Extracted material:
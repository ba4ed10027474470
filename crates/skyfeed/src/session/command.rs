// SPDX-License-Identifier: Apache-2.0 OR MIT
// Copyright (c) 2025-2026 naskel.com

//! Handle for the external command channel.
//!
//! Flight commands are encoded elsewhere; this handle only writes the opaque
//! bytes through the streaming session's write lock, so they interleave
//! safely with handshake and keepalive traffic.

use std::sync::Arc;

use parking_lot::RwLock;

use super::link::ControlLink;
use crate::ctp::CtpFrame;
use crate::error::{Error, TransportError};

/// Slot holding the link of the currently streaming session.
pub(crate) type ActiveLink = Arc<RwLock<Option<Arc<ControlLink>>>>;

/// Cloneable sender for pre-encoded command packets.
#[derive(Clone, Debug)]
pub struct CommandLink {
    active: ActiveLink,
}

impl CommandLink {
    pub(crate) fn new(active: ActiveLink) -> Self {
        Self { active }
    }

    /// Whether a streaming session is available to carry commands.
    pub fn is_connected(&self) -> bool {
        self.active.read().is_some()
    }

    /// Send an opaque packet on the current session.
    pub fn send(&self, packet: &[u8]) -> Result<(), TransportError> {
        // Clone the link out so the slot lock is not held during the write.
        let link = self.current()?;
        link.send_raw(packet)
    }

    /// Encode and send a control frame on the current session.
    pub fn send_frame(&self, frame: &CtpFrame) -> Result<(), Error> {
        let link = self.current()?;
        link.send_frame(frame)
    }

    fn current(&self) -> Result<Arc<ControlLink>, TransportError> {
        self.active.read().clone().ok_or(TransportError::NotConnected)
    }
}

#[cfg(test)]
mod tests {
    use super::*;
    use std::io::Read;
    use std::net::TcpListener;
    use std::time::Duration;

    #[test]
    fn test_not_connected_without_session() {
        let link = CommandLink::new(ActiveLink::default());
        assert!(!link.is_connected());
        assert!(matches!(
            link.send(&[1, 2, 3]),
            Err(TransportError::NotConnected)
        ));
    }

    #[test]
    fn test_send_uses_active_link() {
        let listener = TcpListener::bind("127.0.0.1:0").unwrap();
        let addr = listener.local_addr().unwrap();
        let control =
            ControlLink::connect(addr, Duration::from_secs(2), Duration::from_millis(50)).unwrap();
        let (mut peer, _) = listener.accept().unwrap();

        let active = ActiveLink::default();
        *active.write() = Some(Arc::new(control));
        let link = CommandLink::new(Arc::clone(&active));
        assert!(link.is_connected());

        link.send(&[0x66, 0x80, 0x80, 0x99]).unwrap();
        let mut buf = [0u8; 4];
        peer.read_exact(&mut buf).unwrap();
        assert_eq!(buf, [0x66, 0x80, 0x80, 0x99]);

        active.write().take();
        assert!(matches!(link.send(&[0]), Err(TransportError::NotConnected)));
    }
}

The task: The response must contain every line from the listing above in which the string "ControlLink" appears.

Solved problem:
use super::link::ControlLink;
pub(crate) type ActiveLink = Arc<RwLock<Option<Arc<ControlLink>>>>;
    fn current(&self) -> Result<Arc<ControlLink>, TransportError> {
            ControlLink::connect(addr, Duration::from_secs(2), Duration::from_millis(50)).unwrap();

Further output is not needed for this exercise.